Written by Andrew Fontana
After two issues of being sidelined, Mera finds herself front and center of Aquaman #10. I complained in previous issues about Mera being relegated to the sidelines. Abnett has more than rectified that situation by bringing her to the forefront of this story. I’m not entirely sure that I buy into the plot being delivered in this issue, but this arc’s seeming focus on Mera allays some of my misgivings.
Last issue saw Aquaman beaten nearly to death by The Shaggy Man. With his absence comes the culmination of Mera’s stay with the Widowhood. Indeed, this issue’s revelations cast a new light on Mera’s subplot, and connects her storyline with Arthur’s. Abnett’s slower pace does bring out some of his flaws, however, especially concerning dialogue. What might read as delightfully cheesy in more action-packed issues comes across as stilted and inorganic here. Mera’s long inner monologue felt too expository and unnatural, and ultimately a bit pointless when her conflicting emotions could have been better portrayed visually. His writing picks up with action near the end, at least. These new antagonists are ridiculously fun throwbacks to a cornier era of comics, and Abnett does well with them.

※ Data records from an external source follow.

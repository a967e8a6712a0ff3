//! Adapter lifecycle.
//!
//! # Attach sequence
//! 1. Wait for the firmware kernel to report up (bounded)
//! 2. Mask every interrupt source
//! 3. Allocate the FIB pool and the communication region
//! 4. Hand the init descriptor to the adapter
//! 5. Unmask the interrupt sources and start the AIF worker
//!
//! Dropping the adapter stops the worker and masks interrupts again; the
//! DMA memory goes back to the allocator with the last dispatcher handle.

use std::sync::Arc;
use std::thread::{self, JoinHandle};
use std::time::{Duration, SystemTime, UNIX_EPOCH};

use dma_pool::{DmaAllocator, DmaError};
use log::{error, info, warn};
use spin::Mutex;
use thiserror::Error;

use crate::comm::aif::{self, ContextError, ContextId};
use crate::comm::{CommInitError, CommRegion, Dispatcher, FibError, FibPool, SendErrorKind, SendOutcome};
use crate::config::AdapterConfig;
use crate::driver::{AdapterHealth, AdapterTransport, InterruptEvent, TransportError};
use crate::time::Deadline;
use crate::types::repr_c::HwFib;
use crate::types::{command, container, Priority};

/// Interval between firmware status polls while waiting for start-up.
const STARTUP_POLL: Duration = Duration::from_millis(10);

/// Payload of the close-all-containers shutdown command.
const CLOSE_COMMAND_SIZE: u16 = 8;

#[derive(Debug, Error)]
pub enum AttachError {
    #[error("adapter self test failed")]
    SelfTestFailed,
    #[error("adapter kernel panic (code {code:?})")]
    KernelPanic { code: Option<u8> },
    #[error("adapter firmware did not come up")]
    StartupTimeout,
    #[error("FIB pool allocation failed: {0}")]
    Dma(#[from] DmaError),
    #[error(transparent)]
    Comm(#[from] CommInitError),
    #[error("cannot start AIF worker: {0}")]
    WorkerSpawn(#[source] std::io::Error),
}

#[derive(Debug, Clone, Copy, PartialEq, Eq, Error)]
pub enum AdapterError {
    #[error(transparent)]
    Fib(#[from] FibError),
    #[error(transparent)]
    Send(#[from] SendErrorKind),
    #[error(transparent)]
    Transport(#[from] TransportError),
}

/// One attached adapter.
pub struct Adapter {
    dispatcher: Arc<Dispatcher>,
    worker: Option<JoinHandle<()>>,
    /// Serializes interrupt service.
    isr_lock: Mutex<()>,
}

impl Adapter {
    /// Bring up an adapter behind `transport`.
    pub fn attach(
        transport: Arc<dyn AdapterTransport>,
        dma: Arc<dyn DmaAllocator>,
        config: AdapterConfig,
    ) -> Result<Self, AttachError> {
        wait_for_firmware(transport.as_ref(), config.timeouts.firmware_startup())?;
        transport.disable_all_interrupts();

        let pool = FibPool::setup(dma.clone(), config.total_fibs(), config.max_fib_size)?;
        let elapsed = SystemTime::now()
            .duration_since(UNIX_EPOCH)
            .map(|d| d.as_secs() as u32)
            .unwrap_or(0);
        let comm = CommRegion::init(dma, transport.as_ref(), &config, elapsed)?;

        for event in InterruptEvent::ALL {
            transport.enable_interrupt(event);
        }

        let dispatcher = Arc::new(Dispatcher::new(transport, comm, pool, config));
        let worker = {
            let dispatcher = dispatcher.clone();
            thread::Builder::new()
                .name("aacraid-aif".into())
                .spawn(move || aif::run(&dispatcher))
        };
        let worker = match worker {
            Ok(handle) => handle,
            Err(e) => {
                dispatcher.transport().disable_all_interrupts();
                return Err(AttachError::WorkerSpawn(e));
            }
        };

        info!(
            "[aacraid] {}: attached, {} FIBs of {} bytes",
            dispatcher.transport().name(),
            dispatcher.pool().capacity(),
            dispatcher.pool().fib_size()
        );
        Ok(Self {
            dispatcher,
            worker: Some(worker),
            isr_lock: Mutex::new(()),
        })
    }

    #[inline]
    pub fn dispatcher(&self) -> &Arc<Dispatcher> {
        &self.dispatcher
    }

    /// Service every pending doorbell. Returns whether there was any.
    ///
    /// Completion callbacks run in here; they must not call back into
    /// `handle_interrupt`.
    pub fn handle_interrupt(&self) -> bool {
        let _isr = self.isr_lock.lock();
        let mut handled = false;
        while let Some(doorbell) = self.dispatcher.transport().take_doorbell() {
            self.dispatcher.handle_doorbell(doorbell);
            handled = true;
        }
        handled
    }

    pub fn check_health(&self) -> AdapterHealth {
        self.dispatcher.transport().check_health()
    }

    /// Drop the adapter into its debugger.
    pub fn interrupt_adapter(&self) -> Result<(), AdapterError> {
        self.dispatcher.transport().interrupt_adapter()?;
        Ok(())
    }

    /// Ask the firmware to flush and close every container.
    pub fn send_shutdown(&self) -> Result<(), AdapterError> {
        let d = &self.dispatcher;
        let fib = d.fib_alloc()?;
        d.fib_init(&fib);
        let hw = d.hw(&fib);
        hw.set_data_u32(0, container::VM_CLOSE_ALL);
        hw.set_data_u32(4, container::ALL_CONTAINERS);

        match d.fib_send(
            command::CONTAINER_COMMAND,
            fib,
            CLOSE_COMMAND_SIZE,
            Priority::Normal,
            true,
            true,
            None,
        ) {
            Ok(SendOutcome::Completed(fib)) => {
                d.fib_complete(fib)?;
                Ok(())
            }
            Ok(outcome) => {
                // Synchronous sends only ever complete.
                error!("[aacraid] shutdown: unexpected outcome {:?}", outcome);
                Ok(())
            }
            Err(e) => {
                let kind = e.kind;
                if let Err(fib_err) = d.fib_complete(e.into_fib()) {
                    warn!("[aacraid] shutdown: releasing FIB: {}", fib_err);
                }
                Err(kind.into())
            }
        }
    }

    pub fn open_fib_context(&self) -> ContextId {
        self.dispatcher.aif().open_fib_context()
    }

    pub fn next_fib(&self, id: ContextId, wait: Option<Duration>) -> Result<Box<HwFib>, ContextError> {
        self.dispatcher.aif().next_fib(id, wait)
    }

    pub fn close_fib_context(&self, id: ContextId) -> Result<(), ContextError> {
        self.dispatcher.aif().close_fib_context(id)
    }

    /// Stop the worker and mask the adapter.
    ///
    /// The DMA memory is returned once the last dispatcher handle goes away.
    /// Dropping an attached adapter detaches it the same way.
    pub fn detach(mut self) {
        self.teardown();
    }

    fn teardown(&mut self) {
        let Some(worker) = self.worker.take() else {
            return;
        };
        self.dispatcher.aif().request_stop();
        if worker.join().is_err() {
            error!("[aacraid] AIF worker panicked");
        }
        self.dispatcher.transport().disable_all_interrupts();
        info!("[aacraid] {}: detached", self.dispatcher.transport().name());
    }
}

impl Drop for Adapter {
    fn drop(&mut self) {
        self.teardown();
    }
}

/// Poll the firmware status until the kernel reports up.
fn wait_for_firmware(transport: &dyn AdapterTransport, timeout: Duration) -> Result<(), AttachError> {
    let deadline = Deadline::after(timeout);
    loop {
        match transport.check_health() {
            AdapterHealth::Healthy => return Ok(()),
            AdapterHealth::SelfTestFailed => {
                error!("[aacraid] {}: adapter self test failed", transport.name());
                return Err(AttachError::SelfTestFailed);
            }
            AdapterHealth::KernelPanic { code } => {
                error!("[aacraid] {}: adapter kernel panic {:?}", transport.name(), code);
                return Err(AttachError::KernelPanic { code });
            }
            AdapterHealth::NotUp if deadline.expired() => {
                error!("[aacraid] {}: firmware not up after {:?}", transport.name(), timeout);
                return Err(AttachError::StartupTimeout);
            }
            AdapterHealth::NotUp => thread::sleep(STARTUP_POLL.min(deadline.remaining())),
        }
    }
}

#[cfg(test)]
mod tests {
    use super::*;
    use crate::comm::aif::AIF_EVENT_NOTIFY;
    use crate::driver::{rx, sa, RxTransport, SaTransport};
    use crate::testing::{SimFirmware, SimLayout, SimRegisters};
    use crate::time::TimeoutConfig;
    use crate::types::{fw_status, LOG_AAC_INFO};
    use dma_pool::HostDmaAllocator;

    fn timeouts() -> TimeoutConfig {
        TimeoutConfig::new()
            .with_sync_cmd(Duration::from_millis(500))
            .with_sync_poll(Duration::from_micros(10))
            .with_firmware_startup(Duration::from_millis(50))
            .with_fib_response(Duration::from_secs(5))
    }

    fn config() -> AdapterConfig {
        AdapterConfig::new().with_fibs(16, 4).with_timeouts(timeouts())
    }

    struct Rig {
        regs: Arc<SimRegisters>,
        dma: Arc<HostDmaAllocator>,
        fw: SimFirmware,
        transport: Arc<dyn AdapterTransport>,
    }

    fn rig(layout: SimLayout) -> Rig {
        let regs = SimRegisters::new(layout);
        let dma = Arc::new(HostDmaAllocator::new());
        let fw = SimFirmware::install(&regs, dma.clone());
        let transport: Arc<dyn AdapterTransport> = match layout {
            SimLayout::Rx => Arc::new(RxTransport::new(regs.clone(), dma.clone(), timeouts())),
            SimLayout::Sa => Arc::new(SaTransport::new(regs.clone(), timeouts())),
        };
        Rig { regs, dma, fw, transport }
    }

    fn attach(rig: &Rig) -> Adapter {
        Adapter::attach(rig.transport.clone(), rig.dma.clone(), config()).unwrap()
    }

    #[test]
    fn test_attach_publishes_descriptor_and_unmasks() {
        let rig = rig(SimLayout::Rx);
        let adapter = attach(&rig);

        let init = rig.fw.init();
        assert_eq!(init.init_struct_revision, 3);
        assert_eq!(init.max_io_commands, 20);
        assert_eq!(rig.regs.get(rx::regs::OIMR) as u8, rx::regs::OIMR_DOORBELL_ONLY);
        assert_eq!(adapter.check_health(), AdapterHealth::Healthy);

        drop(adapter);
        assert_eq!(rig.regs.get(rx::regs::OIMR) as u8, rx::regs::OIMR_ALL_MASKED);
        assert_eq!(rig.dma.live_regions(), 0);
    }

    fn shutdown_round_trip(layout: SimLayout) {
        let rig = rig(layout);
        let adapter = Arc::new(attach(&rig));
        let Rig { regs: _regs, fw, dma, .. } = rig;

        let firmware = {
            let adapter = adapter.clone();
            thread::spawn(move || {
                let entry = fw.wait_command(Duration::from_secs(5)).expect("no shutdown command");
                let hw = fw.fib_at(entry.addr);
                assert_eq!(hw.command(), command::CONTAINER_COMMAND);
                assert_eq!(hw.data_u32(0), container::VM_CLOSE_ALL);
                assert_eq!(hw.data_u32(4), container::ALL_CONTAINERS);
                fw.respond(entry, &0u32.to_le_bytes(), false);
                assert!(adapter.handle_interrupt());
            })
        };

        adapter.send_shutdown().unwrap();
        firmware.join().unwrap();

        let pool = adapter.dispatcher().pool();
        assert_eq!(pool.free_count(), pool.capacity());
        drop(adapter);
        assert_eq!(dma.live_regions(), 0);
    }

    #[test]
    fn test_shutdown_round_trip_rx() {
        shutdown_round_trip(SimLayout::Rx);
    }

    #[test]
    fn test_shutdown_round_trip_sa() {
        shutdown_round_trip(SimLayout::Sa);
    }

    #[test]
    fn test_aif_reaches_listener_through_interrupt() {
        let rig = rig(SimLayout::Rx);
        let adapter = attach(&rig);
        let listener = adapter.open_fib_context();

        rig.fw.post_aif(5, AIF_EVENT_NOTIFY, b"event");
        assert!(adapter.handle_interrupt());

        let copy = adapter.next_fib(listener, Some(Duration::from_secs(5))).unwrap();
        assert_eq!(&copy.data[4..9], b"event");
        let ack = rig.fw.wait_response(Duration::from_secs(5)).unwrap();
        assert_eq!(ack.addr, 5 * 512);

        adapter.close_fib_context(listener).unwrap();
        assert_eq!(adapter.next_fib(listener, None).unwrap_err(), ContextError::UnknownContext);

        // Joining the worker orders its doorbell before the check.
        drop(adapter);
        assert!(rig.regs.take_rung().contains(&rx::regs::INBOUNDDOORBELL_2));
    }

    #[test]
    fn test_printf_doorbell_is_answered() {
        let rig = rig(SimLayout::Sa);
        let adapter = attach(&rig);
        rig.regs.take_rung();

        rig.fw.write_printf(LOG_AAC_INFO, "cache flushed");
        assert!(adapter.handle_interrupt());
        assert_eq!(rig.regs.take_rung(), vec![sa::regs::PRINTF_DONE as u32]);
        assert!(!adapter.handle_interrupt());
    }

    #[test]
    fn test_attach_reports_kernel_panic() {
        let rig = rig(SimLayout::Rx);
        rig.regs.set(rx::regs::MAILBOX7, 0xBC2A_0000 | fw_status::KERNEL_PANIC);
        let err = Adapter::attach(rig.transport.clone(), rig.dma.clone(), config()).err();
        assert!(matches!(err, Some(AttachError::KernelPanic { code: Some(0x2A) })));
        assert_eq!(rig.dma.live_regions(), 0);
    }

    #[test]
    fn test_attach_times_out_when_firmware_stays_down() {
        let rig = rig(SimLayout::Sa);
        rig.regs.set(sa::regs::MAILBOX7, 0);
        let err = Adapter::attach(rig.transport.clone(), rig.dma.clone(), config()).err();
        assert!(matches!(err, Some(AttachError::StartupTimeout)));
    }

    #[test]
    fn test_attach_rejects_failed_self_test() {
        let rig = rig(SimLayout::Sa);
        rig.regs.set(sa::regs::MAILBOX7, fw_status::SELF_TEST_FAILED);
        let err = Adapter::attach(rig.transport.clone(), rig.dma.clone(), config()).err();
        assert!(matches!(err, Some(AttachError::SelfTestFailed)));
    }

    #[test]
    fn test_detach_stops_worker_and_masks() {
        let rig = rig(SimLayout::Sa);
        let adapter = attach(&rig);
        assert_eq!(rig.regs.get(sa::regs::PRISETIRQMASK) as u16, 0);
        let dispatcher = adapter.dispatcher().clone();

        adapter.detach();
        assert!(dispatcher.aif().is_stopped());
        assert_eq!(
            rig.regs.get(sa::regs::PRISETIRQMASK) as u16,
            sa::regs::DOORBELL_1 | sa::regs::DOORBELL_2 | sa::regs::DOORBELL_3 | sa::regs::DOORBELL_4
        );
        // The worker's handle is gone; this one is the last.
        assert_eq!(Arc::strong_count(&dispatcher), 1);
        drop(dispatcher);
        assert_eq!(rig.dma.live_regions(), 0);
    }

    #[test]
    fn test_interrupt_adapter_sends_breakpoint() {
        let rig = rig(SimLayout::Rx);
        let adapter = attach(&rig);
        assert_eq!(adapter.interrupt_adapter(), Ok(()));
    }
}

Brad Walker returns to art duties after a brief hiatus. His pencils convey kinetic energy and apocalyptic destruction with aplomb. His fights have an immediacy to them that are utterly immersive. Eltaeb’s colors, unfortunately, is still this book’s biggest drawback. Rebirth made great strides in brightening up the DC universe, but Aquaman is one the few books that has come out of the reboot worse for wear. The colors are not only dull, they dampen the energy of Walker’s pencils.
All in all, Aquaman #10 is a satisfying read. The plot as it is currently unfolding promises to be interesting not least because of the focus on Mera. The execution thus far is a bit stilted, but the concept behind it is good enough to carry the issue. Abnett is laying the groundwork for may potentially be an exciting new direction in the book.